Date: Fri, 23 Oct 1998 01:02:11 -0400 From: Benjamin Greenwald <beng@lcs.mit.edu> To: freebsd-current@FreeBSD.ORG Subject: VM bug triggered by X server death Message-ID: <199810230502.BAA01214@miris.lcs.mit.edu>
next in thread | raw e-mail | index | archive | help
Greetings all,
With the most recent kernel, every time my X server dies (reboot, explicit
kill, whatever) the kernel panics. Looks like some sort of VM bug. A
backtrace follows.
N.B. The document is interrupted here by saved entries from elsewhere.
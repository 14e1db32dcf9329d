//! Lookup URL construction

use super::Category;

/// Game-data site
pub const TARKOV_DEV_BASE: &str = "https://tarkov.dev";

/// Community wiki page prefix
pub const WIKI_BASE: &str = "https://escapefromtarkov.fandom.com/wiki";

/// Build the tarkov.dev URL for a query.
///
/// Ammo and keys have no per-entry page addressable by free text, so those
/// categories link to the listing pages and ignore the query.
pub fn primary_url(query: &str, category: Category) -> String {
    match category {
        Category::Item => format!("{}/item/{}", TARKOV_DEV_BASE, slug(query)),
        Category::Quest => format!("{}/task/{}", TARKOV_DEV_BASE, slug(query)),
        Category::Boss => format!("{}/boss/{}", TARKOV_DEV_BASE, slug(query)),
        Category::Ammo => format!("{}/ammo", TARKOV_DEV_BASE),
        Category::Key => format!("{}/keys", TARKOV_DEV_BASE),
    }
}

/// Build the wiki URL for a query
pub fn secondary_url(query: &str) -> String {
    let title = query.replace(' ', "_");
    format!("{}/{}", WIKI_BASE, urlencoding::encode(&title))
}

/// Percent-encoded, lowercased path segment with spaces as hyphens
fn slug(query: &str) -> String {
    urlencoding::encode(query).to_lowercase().replace("%20", "-")
}
//! Heuristic query classification
//!
//! Rules are evaluated top to bottom and the first match wins. Anything that
//! matches no rule is treated as an item.

use regex::Regex;
use std::sync::LazyLock;

use super::Category;

/// Boss names, matched as case-insensitive substrings
pub const BOSSES: &[&str] = &[
    "reshala",
    "killa",
    "shturman",
    "sanitar",
    "glukhar",
    "tagilla",
    "kaban",
    "kollontay",
];

static QUEST_PREFIX: LazyLock<Regex> =
    LazyLock::new(|| Regex::new(r"^(debut|first|guide|setup|kind|checking)").unwrap());

static CALIBER: LazyLock<Regex> = LazyLock::new(|| Regex::new(r"\d+x\d+").unwrap());

// Unanchored, so abbreviations also match inside longer words
static AMMO_TYPE: LazyLock<Regex> =
    LazyLock::new(|| Regex::new(r"(ap|bp|bt|ps|pst|m995|m855|m856|fmj)").unwrap());

static KEY_PREFIX: LazyLock<Regex> =
    LazyLock::new(|| Regex::new(r"^(room|dorm|office|factory|customs)").unwrap());

/// A single classification rule. Predicates receive the lowercased query.
pub struct Rule {
    pub category: Category,
    pub matches: fn(&str) -> bool,
}

/// Ordered rule table
pub static RULES: &[Rule] = &[
    Rule {
        category: Category::Boss,
        matches: is_boss,
    },
    Rule {
        category: Category::Quest,
        matches: is_quest,
    },
    Rule {
        category: Category::Ammo,
        matches: is_ammo,
    },
    Rule {
        category: Category::Key,
        matches: is_key,
    },
];

fn is_boss(q: &str) -> bool {
    BOSSES.iter().any(|boss| q.contains(boss))
}

fn is_quest(q: &str) -> bool {
    q.contains("quest") || QUEST_PREFIX.is_match(q)
}

fn is_ammo(q: &str) -> bool {
    q.contains("ammo") || CALIBER.is_match(q) || AMMO_TYPE.is_match(q)
}

fn is_key(q: &str) -> bool {
    q.contains("key") || KEY_PREFIX.is_match(q)
}

/// Classify a raw query
pub fn classify(query: &str) -> Category {
    let lower = query.to_lowercase();
    RULES
        .iter()
        .find(|rule| (rule.matches)(&lower))
        .map(|rule| rule.category)
        .unwrap_or(Category::Item)
}

#[cfg(test)]
mod tests {
    use super::*;

    #[test]
    fn test_reference_queries() {
        assert_eq!(classify("5.45x39 BP"), Category::Ammo);
        assert_eq!(classify("Dorm room 314"), Category::Key);
        assert_eq!(classify("Debut"), Category::Quest);
        assert_eq!(classify("RIP"), Category::Item);
    }

    #[test]
    fn test_boss_names_any_case() {
        for boss in BOSSES {
            assert_eq!(classify(boss), Category::Boss, "{boss}");
            assert_eq!(classify(&boss.to_uppercase()), Category::Boss, "{boss}");
        }
        assert_eq!(classify("Reshala"), Category::Boss);
    }

    #[test]
    fn test_boss_beats_other_rules() {
        // Each of these would also satisfy a lower-priority rule
        assert_eq!(classify("Killa quest"), Category::Boss);
        assert_eq!(classify("Tagilla 12x70 ammo"), Category::Boss);
        assert_eq!(classify("Sanitar office key"), Category::Boss);
        assert_eq!(classify("Debut Shturman"), Category::Boss);
    }

    #[test]
    fn test_quest_rules() {
        assert_eq!(classify("Shootout Picnic quest"), Category::Quest);
        assert_eq!(classify("Checking"), Category::Quest);
        assert_eq!(classify("Setup"), Category::Quest);
        // Prefix words only count at the start
        assert_eq!(classify("The first"), Category::Item);
    }

    #[test]
    fn test_quest_beats_ammo_and_key() {
        assert_eq!(classify("quest for 7.62x39 ammo"), Category::Quest);
        assert_eq!(classify("First key"), Category::Quest);
    }

    #[test]
    fn test_ammo_rules() {
        assert_eq!(classify("7.62x51 M80"), Category::Ammo);
        assert_eq!(classify("12x70 buckshot"), Category::Ammo);
        assert_eq!(classify("Ammo case"), Category::Ammo);
        assert_eq!(classify("M855A1"), Category::Ammo);
        assert_eq!(classify("5.56 FMJ"), Category::Ammo);
        assert_eq!(classify("PS gzh"), Category::Ammo);
    }

    #[test]
    fn test_ammo_abbreviations_match_inside_words() {
        assert_eq!(classify("Graphics card"), Category::Ammo);
        assert_eq!(classify("Tapco"), Category::Ammo);
        assert_eq!(classify("Maps"), Category::Ammo);
        assert_eq!(classify("Bottle of water"), Category::Item);
    }

    #[test]
    fn test_earlier_rules_win_over_abbreviations() {
        assert_eq!(classify("Setup"), Category::Quest);
        assert_eq!(classify("Kaban's apartment"), Category::Boss);
    }

    #[test]
    fn test_key_rules() {
        assert_eq!(classify("Marked key"), Category::Key);
        assert_eq!(classify("Factory exit"), Category::Key);
        assert_eq!(classify("Customs office"), Category::Key);
        assert_eq!(classify("Keycard with a blue marking"), Category::Key);
    }

    #[test]
    fn test_default_is_item() {
        assert_eq!(classify("LEDX"), Category::Item);
        assert_eq!(classify("Salewa first aid kit"), Category::Item);
        assert_eq!(classify(""), Category::Item);
    }

    #[test]
    fn test_rule_order() {
        let order: Vec<Category> = RULES.iter().map(|r| r.category).collect();
        assert_eq!(
            order,
            vec![Category::Boss, Category::Quest, Category::Ammo, Category::Key]
        );
    }
}
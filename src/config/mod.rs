//! Configuration management for tarkov-search

use serde::{Deserialize, Serialize};
use std::path::PathBuf;
use std::time::Duration;

use crate::error::{ConfigError, Result};

/// Application configuration
#[derive(Debug, Clone, Default, Serialize, Deserialize)]
pub struct Config {
    /// Override for the cache file location
    #[serde(default, skip_serializing_if = "Option::is_none")]
    pub cache_file: Option<PathBuf>,

    /// Web interface settings
    #[serde(default)]
    pub server: ServerConfig,

    /// Browser launch settings
    #[serde(default)]
    pub browser: BrowserConfig,
}

/// Web interface settings
#[derive(Debug, Clone, Serialize, Deserialize)]
pub struct ServerConfig {
    /// Interface to bind
    #[serde(default = "default_host")]
    pub host: String,

    /// Port to listen on
    #[serde(default = "default_port")]
    pub port: u16,
}

fn default_host() -> String {
    "127.0.0.1".to_string()
}

fn default_port() -> u16 {
    3000
}

impl Default for ServerConfig {
    fn default() -> Self {
        Self {
            host: default_host(),
            port: default_port(),
        }
    }
}

/// Browser launch settings
#[derive(Debug, Clone, Serialize, Deserialize)]
pub struct BrowserConfig {
    /// Custom opener command; the URL is appended as the last argument
    #[serde(default, skip_serializing_if = "Option::is_none")]
    pub command: Option<String>,

    /// Pause between opening the two pages, in milliseconds
    #[serde(default = "default_open_delay_ms")]
    pub open_delay_ms: u64,
}

fn default_open_delay_ms() -> u64 {
    500
}

impl Default for BrowserConfig {
    fn default() -> Self {
        Self {
            command: None,
            open_delay_ms: default_open_delay_ms(),
        }
    }
}

impl BrowserConfig {
    pub fn open_delay(&self) -> Duration {
        Duration::from_millis(self.open_delay_ms)
    }
}

impl Config {
    /// Get the default config file path (~/.tarkov-search/config.yaml)
    pub fn default_path() -> Result<PathBuf> {
        let home = dirs::home_dir().ok_or(ConfigError::Invalid(
            "Could not determine home directory".to_string(),
        ))?;

        Ok(home.join(".tarkov-search").join("config.yaml"))
    }

    /// Load configuration from an explicit path, or the default location.
    ///
    /// A missing default file yields the built-in defaults; a missing
    /// explicit file is an error.
    pub fn load_at(path: Option<&str>) -> Result<Self> {
        match path {
            Some(p) => Self::load_from(PathBuf::from(p)),
            None => {
                let path = Self::default_path()?;
                if path.exists() {
                    Self::load_from(path)
                } else {
                    log::debug!("No config at {}, using defaults", path.display());
                    Ok(Self::default())
                }
            }
        }
    }

    /// Load configuration from a specific path
    pub fn load_from(path: PathBuf) -> Result<Self> {
        if !path.exists() {
            return Err(ConfigError::NotFound(path).into());
        }

        let contents = std::fs::read_to_string(&path)?;
        let config: Config = serde_yaml::from_str(&contents).map_err(ConfigError::from)?;
        config.validate()?;

        Ok(config)
    }

    /// Reject values that can never work at runtime
    pub fn validate(&self) -> Result<()> {
        if self.server.host.trim().is_empty() {
            return Err(ConfigError::Invalid("server.host must not be empty".to_string()).into());
        }
        if let Some(ref command) = self.browser.command
            && command.trim().is_empty()
        {
            return Err(
                ConfigError::Invalid("browser.command must not be empty".to_string()).into(),
            );
        }
        Ok(())
    }
}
This problem is easily and completely reproducible
(translate it happens every time) and it occurs with both my Xi Graphics X
server as well as the XSuSE XFCom_3DLabs server (I have a Fire GL 1000 Pro).
-Ben
bellatrix:/usr/src/sys/compile/BELLATRIX# gdb -k
GDB is free software and you are welcome to distribute copies of it
under certain conditions; type "show copying" to see the conditions.
There is absolutely no warranty for GDB; type "show warranty" for details.
GDB 4.16 (i386-unknown-freebsd), Copyright 1996 Free Software Foundation, Inc.
(kgdb) symbol-file kernel.debug
Reading symbols from kernel.debug...done.
(kgdb) exec-file /var/crash/kernel.1
(kgdb) core-file /var/crash/vmcore.1
IdlePTD 2760704
initial pcb at 23b038
panicstr: vm_page_remove: page not busy
panic messages:
---
panic: vm_page_remove: page not busy
syncing disks... done
dumping to dev 20409, offset 262272
dump 63 62 61 60 59 58 57 56 55 54 53 52 51 50 49 48 47 46 45 44 43 42 41 40 39 38 37 36 35 34 33 32 31 30 29 28 27 26 25 24 23 22 21 20 19 18 17 16 15 14 13 12 11 10 9 8 7 6 5 4 3 2 1 0
---
#0 boot (howto=256) at ../../kern/kern_shutdown.c:268
268 dumppcb.pcb_cr3 = rcr3();
(kgdb) bt
#0 boot (howto=256) at ../../kern/kern_shutdown.c:268
#1 0xf013f6dc in at_shutdown (
function=0xf021a0f1 <vm_object_print_pages_cmd+217>, arg=0xf41bdfc0,
queue=-199571212) at ../../kern/kern_shutdown.c:430
#2 0xf01d2505 in vm_page_remove (m=0xf41bdfc0) at ../../vm/vm_page.c:442
#3 0xf01d0a51 in vm_object_terminate (object=0xf41b7000)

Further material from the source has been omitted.